**Raw data**
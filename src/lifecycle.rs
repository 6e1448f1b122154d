// Start/stop wiring between the UI and whichever hand tracker is plugged in.
// The sketch never sees this: while stopped it just gets no snapshot.

use crate::error::Error;
use crate::tracker::{HandTracker, Snapshot};
use std::sync::Arc;

pub struct Lifecycle {
    tracker: Box<dyn HandTracker>,
}

impl Lifecycle {
    pub fn new(tracker: Box<dyn HandTracker>) -> Self {
        Self { tracker }
    }

    /// "Start capture/tracking" button.
    pub fn start(&mut self) -> Result<(), Error> {
        if self.tracker.is_running() {
            log::debug!("start ignored: tracker already running");
            return Ok(());
        }
        self.tracker.start()?;
        log::info!("hand tracking started");
        Ok(())
    }

    /// "Stop capture/tracking" button.
    pub fn stop(&mut self) {
        let was_running = self.tracker.is_running();
        // Still stop a tracker that died on its own so it gets reaped.
        self.tracker.stop();
        if was_running {
            log::info!("hand tracking stopped");
        } else {
            log::debug!("stop: tracker was not running");
        }
    }

    pub fn is_running(&self) -> bool {
        self.tracker.is_running()
    }

    /// Latest tracker output, or None while stopped or before the first result.
    pub fn snapshot(&self) -> Option<Arc<Snapshot>> {
        if !self.tracker.is_running() {
            return None;
        }
        self.tracker.latest()
    }
}

impl Drop for Lifecycle {
    fn drop(&mut self) {
        self.tracker.stop();
    }
}

#[cfg(test)]
mod tests {
    use super::*;
    use crate::tracker::SnapshotCell;

    /// Tracker that only flips a flag and serves a fixed cell.
    struct FakeTracker {
        running: bool,
        starts: Arc<std::sync::atomic::AtomicUsize>,
        cell: SnapshotCell,
    }

    impl HandTracker for FakeTracker {
        fn start(&mut self) -> Result<(), Error> {
            self.running = true;
            self.starts.fetch_add(1, std::sync::atomic::Ordering::SeqCst);
            Ok(())
        }
        fn stop(&mut self) {
            self.running = false;
        }
        fn is_running(&self) -> bool {
            self.running
        }
        fn latest(&self) -> Option<Arc<Snapshot>> {
            self.cell.latest()
        }
    }

    fn lifecycle() -> (Lifecycle, SnapshotCell, Arc<std::sync::atomic::AtomicUsize>) {
        let cell = SnapshotCell::new();
        let starts = Arc::new(std::sync::atomic::AtomicUsize::new(0));
        let tracker = FakeTracker { running: false, starts: starts.clone(), cell: cell.clone() };
        (Lifecycle::new(Box::new(tracker)), cell, starts)
    }

    #[test]
    fn no_snapshot_while_stopped() {
        let (mut life, cell, _) = lifecycle();
        cell.publish(Snapshot::default());
        assert!(life.snapshot().is_none());

        life.start().unwrap();
        assert!(life.snapshot().is_some());

        life.stop();
        assert!(!life.is_running());
        assert!(life.snapshot().is_none());
    }

    #[test]
    fn double_start_starts_once() {
        let (mut life, _, starts) = lifecycle();
        life.start().unwrap();
        life.start().unwrap();
        assert_eq!(starts.load(std::sync::atomic::Ordering::SeqCst), 1);
    }
}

**Work required**
The job is to copy each line from the material above that holds the word "info".

**Output for this task**
        log::info!("hand tracking started");
            log::info!("hand tracking stopped");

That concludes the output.